• Your task: Start with the first line of the records below. Output each line exactly, ending with the one that contains "fn three_points() ->".

[Extracted data entries]
________
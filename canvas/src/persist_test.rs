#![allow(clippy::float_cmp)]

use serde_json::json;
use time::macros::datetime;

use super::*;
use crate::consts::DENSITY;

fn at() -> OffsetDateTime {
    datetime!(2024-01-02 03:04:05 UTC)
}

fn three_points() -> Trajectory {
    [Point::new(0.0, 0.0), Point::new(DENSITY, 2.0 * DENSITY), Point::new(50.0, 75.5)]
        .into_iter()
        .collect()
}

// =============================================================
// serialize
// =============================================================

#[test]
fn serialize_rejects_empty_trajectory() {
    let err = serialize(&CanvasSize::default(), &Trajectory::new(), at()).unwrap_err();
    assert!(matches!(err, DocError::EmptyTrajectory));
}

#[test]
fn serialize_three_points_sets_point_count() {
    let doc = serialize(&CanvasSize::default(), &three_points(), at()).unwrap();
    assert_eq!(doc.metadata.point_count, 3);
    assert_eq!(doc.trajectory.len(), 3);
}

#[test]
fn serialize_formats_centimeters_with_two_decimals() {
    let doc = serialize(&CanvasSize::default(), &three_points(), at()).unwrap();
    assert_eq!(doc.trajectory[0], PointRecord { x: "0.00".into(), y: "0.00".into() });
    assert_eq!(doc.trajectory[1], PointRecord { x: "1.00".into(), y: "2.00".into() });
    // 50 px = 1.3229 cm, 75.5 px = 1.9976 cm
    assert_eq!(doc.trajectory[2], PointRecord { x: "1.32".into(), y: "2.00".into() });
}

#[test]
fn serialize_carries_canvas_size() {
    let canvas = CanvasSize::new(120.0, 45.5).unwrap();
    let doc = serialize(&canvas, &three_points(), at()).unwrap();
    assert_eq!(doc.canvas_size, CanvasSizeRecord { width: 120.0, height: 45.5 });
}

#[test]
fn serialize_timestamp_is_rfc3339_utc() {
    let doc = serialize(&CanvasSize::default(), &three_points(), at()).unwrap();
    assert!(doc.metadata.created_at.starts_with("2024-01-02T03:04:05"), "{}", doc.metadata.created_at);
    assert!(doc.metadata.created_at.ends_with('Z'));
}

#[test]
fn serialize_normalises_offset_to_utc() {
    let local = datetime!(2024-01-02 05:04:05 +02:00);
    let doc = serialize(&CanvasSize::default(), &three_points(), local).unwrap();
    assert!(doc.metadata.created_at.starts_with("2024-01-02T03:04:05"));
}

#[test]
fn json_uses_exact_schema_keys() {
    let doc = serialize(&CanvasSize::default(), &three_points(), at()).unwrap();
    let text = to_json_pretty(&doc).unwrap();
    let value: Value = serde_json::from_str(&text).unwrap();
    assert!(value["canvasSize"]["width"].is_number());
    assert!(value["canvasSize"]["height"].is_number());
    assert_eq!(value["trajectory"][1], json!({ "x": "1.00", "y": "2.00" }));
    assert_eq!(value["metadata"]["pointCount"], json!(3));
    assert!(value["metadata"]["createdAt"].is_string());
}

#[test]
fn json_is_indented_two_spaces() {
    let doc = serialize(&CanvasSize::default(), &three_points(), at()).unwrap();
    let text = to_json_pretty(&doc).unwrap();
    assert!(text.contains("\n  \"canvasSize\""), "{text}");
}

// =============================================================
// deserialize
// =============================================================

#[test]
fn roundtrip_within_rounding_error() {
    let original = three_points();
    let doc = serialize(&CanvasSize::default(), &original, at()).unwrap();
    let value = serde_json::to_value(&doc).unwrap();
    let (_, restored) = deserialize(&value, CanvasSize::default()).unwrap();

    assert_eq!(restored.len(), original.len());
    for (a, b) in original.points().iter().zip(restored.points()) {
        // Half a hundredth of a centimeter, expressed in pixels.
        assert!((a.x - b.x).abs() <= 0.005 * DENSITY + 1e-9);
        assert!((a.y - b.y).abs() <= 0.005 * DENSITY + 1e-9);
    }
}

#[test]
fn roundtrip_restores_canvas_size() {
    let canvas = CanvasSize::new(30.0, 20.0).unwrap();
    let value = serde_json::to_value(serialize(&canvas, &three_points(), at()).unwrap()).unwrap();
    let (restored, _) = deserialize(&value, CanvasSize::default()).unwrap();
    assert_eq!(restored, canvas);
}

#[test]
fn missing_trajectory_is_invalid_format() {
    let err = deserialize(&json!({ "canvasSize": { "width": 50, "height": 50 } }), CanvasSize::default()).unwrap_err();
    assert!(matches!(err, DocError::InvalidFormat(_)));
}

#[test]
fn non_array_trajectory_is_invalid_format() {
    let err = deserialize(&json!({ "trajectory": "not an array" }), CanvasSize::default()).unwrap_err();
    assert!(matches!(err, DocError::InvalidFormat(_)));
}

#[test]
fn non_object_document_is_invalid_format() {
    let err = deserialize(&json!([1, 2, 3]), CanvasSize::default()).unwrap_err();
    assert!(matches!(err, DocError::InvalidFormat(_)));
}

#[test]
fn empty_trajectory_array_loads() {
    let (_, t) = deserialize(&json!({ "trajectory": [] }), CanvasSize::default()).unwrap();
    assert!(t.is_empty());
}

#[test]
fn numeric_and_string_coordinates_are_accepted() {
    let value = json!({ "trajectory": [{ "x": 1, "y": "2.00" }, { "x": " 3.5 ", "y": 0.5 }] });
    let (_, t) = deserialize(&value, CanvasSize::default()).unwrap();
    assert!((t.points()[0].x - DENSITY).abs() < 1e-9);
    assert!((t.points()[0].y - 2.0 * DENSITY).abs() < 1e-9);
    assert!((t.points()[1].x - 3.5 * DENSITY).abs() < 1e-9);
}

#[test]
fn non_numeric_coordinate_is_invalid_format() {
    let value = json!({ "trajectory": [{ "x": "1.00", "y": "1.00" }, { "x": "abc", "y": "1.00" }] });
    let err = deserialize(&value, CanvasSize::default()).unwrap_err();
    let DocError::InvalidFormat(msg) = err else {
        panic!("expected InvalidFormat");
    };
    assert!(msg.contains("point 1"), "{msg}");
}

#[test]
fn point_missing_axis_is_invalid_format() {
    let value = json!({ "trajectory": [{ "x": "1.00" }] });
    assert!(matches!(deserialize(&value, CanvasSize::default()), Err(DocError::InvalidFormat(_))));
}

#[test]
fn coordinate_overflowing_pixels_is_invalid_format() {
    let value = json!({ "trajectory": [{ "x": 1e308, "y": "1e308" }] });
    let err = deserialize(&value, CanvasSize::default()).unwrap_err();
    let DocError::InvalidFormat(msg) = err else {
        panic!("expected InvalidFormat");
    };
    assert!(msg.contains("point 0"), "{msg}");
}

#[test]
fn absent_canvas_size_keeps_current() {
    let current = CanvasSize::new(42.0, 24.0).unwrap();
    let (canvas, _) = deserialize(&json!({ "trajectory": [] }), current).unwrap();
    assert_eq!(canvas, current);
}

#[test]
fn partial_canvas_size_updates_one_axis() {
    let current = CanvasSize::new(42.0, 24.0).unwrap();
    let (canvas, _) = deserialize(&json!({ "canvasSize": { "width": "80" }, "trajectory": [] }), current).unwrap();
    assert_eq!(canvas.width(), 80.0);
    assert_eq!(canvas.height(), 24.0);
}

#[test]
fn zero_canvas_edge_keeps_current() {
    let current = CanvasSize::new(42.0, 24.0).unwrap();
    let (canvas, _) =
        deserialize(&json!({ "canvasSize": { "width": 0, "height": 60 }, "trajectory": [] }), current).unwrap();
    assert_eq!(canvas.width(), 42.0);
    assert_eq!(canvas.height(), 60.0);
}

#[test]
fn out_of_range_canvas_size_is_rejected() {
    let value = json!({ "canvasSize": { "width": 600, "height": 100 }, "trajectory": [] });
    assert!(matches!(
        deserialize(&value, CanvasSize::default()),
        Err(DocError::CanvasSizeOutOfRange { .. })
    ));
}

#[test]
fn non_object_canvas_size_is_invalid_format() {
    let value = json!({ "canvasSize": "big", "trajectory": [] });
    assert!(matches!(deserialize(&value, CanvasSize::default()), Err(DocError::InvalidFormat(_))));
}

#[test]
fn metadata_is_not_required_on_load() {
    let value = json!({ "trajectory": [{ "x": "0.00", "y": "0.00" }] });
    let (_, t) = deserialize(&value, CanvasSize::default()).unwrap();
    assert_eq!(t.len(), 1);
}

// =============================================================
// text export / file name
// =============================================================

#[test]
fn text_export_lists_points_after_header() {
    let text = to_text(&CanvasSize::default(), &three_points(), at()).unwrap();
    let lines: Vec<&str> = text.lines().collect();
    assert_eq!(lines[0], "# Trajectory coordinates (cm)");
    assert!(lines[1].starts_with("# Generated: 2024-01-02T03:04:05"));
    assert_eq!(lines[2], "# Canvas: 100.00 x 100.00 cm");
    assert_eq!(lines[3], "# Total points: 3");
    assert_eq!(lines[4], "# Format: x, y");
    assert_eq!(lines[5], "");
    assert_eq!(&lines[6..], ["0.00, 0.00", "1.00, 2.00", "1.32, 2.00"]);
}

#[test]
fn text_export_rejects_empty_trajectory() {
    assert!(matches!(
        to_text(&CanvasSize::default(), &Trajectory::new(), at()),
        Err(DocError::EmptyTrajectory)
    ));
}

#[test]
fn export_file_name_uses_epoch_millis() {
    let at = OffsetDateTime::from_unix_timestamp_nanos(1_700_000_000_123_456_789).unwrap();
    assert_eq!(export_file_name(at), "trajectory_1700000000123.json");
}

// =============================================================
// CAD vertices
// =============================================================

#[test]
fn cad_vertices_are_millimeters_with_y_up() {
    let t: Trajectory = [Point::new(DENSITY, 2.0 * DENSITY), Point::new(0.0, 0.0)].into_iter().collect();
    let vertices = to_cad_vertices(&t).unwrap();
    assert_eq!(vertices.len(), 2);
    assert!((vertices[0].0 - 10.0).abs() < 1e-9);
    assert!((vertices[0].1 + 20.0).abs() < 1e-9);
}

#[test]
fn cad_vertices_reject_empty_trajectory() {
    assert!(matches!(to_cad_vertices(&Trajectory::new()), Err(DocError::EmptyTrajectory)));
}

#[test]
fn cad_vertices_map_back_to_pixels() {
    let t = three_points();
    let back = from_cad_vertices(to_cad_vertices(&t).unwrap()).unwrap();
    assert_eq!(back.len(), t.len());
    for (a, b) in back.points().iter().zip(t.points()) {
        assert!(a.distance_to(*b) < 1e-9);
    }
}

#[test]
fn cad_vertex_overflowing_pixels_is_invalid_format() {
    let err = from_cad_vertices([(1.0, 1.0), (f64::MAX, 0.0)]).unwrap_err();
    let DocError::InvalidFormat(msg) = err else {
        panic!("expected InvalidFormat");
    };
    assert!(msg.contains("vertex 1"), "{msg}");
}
________
• Solution:
filename canvas/src/persist_test.rs
#![allow(clippy::float_cmp)]

use serde_json::json;
use time::macros::datetime;

use super::*;
use crate::consts::DENSITY;

fn at() -> OffsetDateTime {
    datetime!(2024-01-02 03:04:05 UTC)
}

fn three_points() -> Trajectory {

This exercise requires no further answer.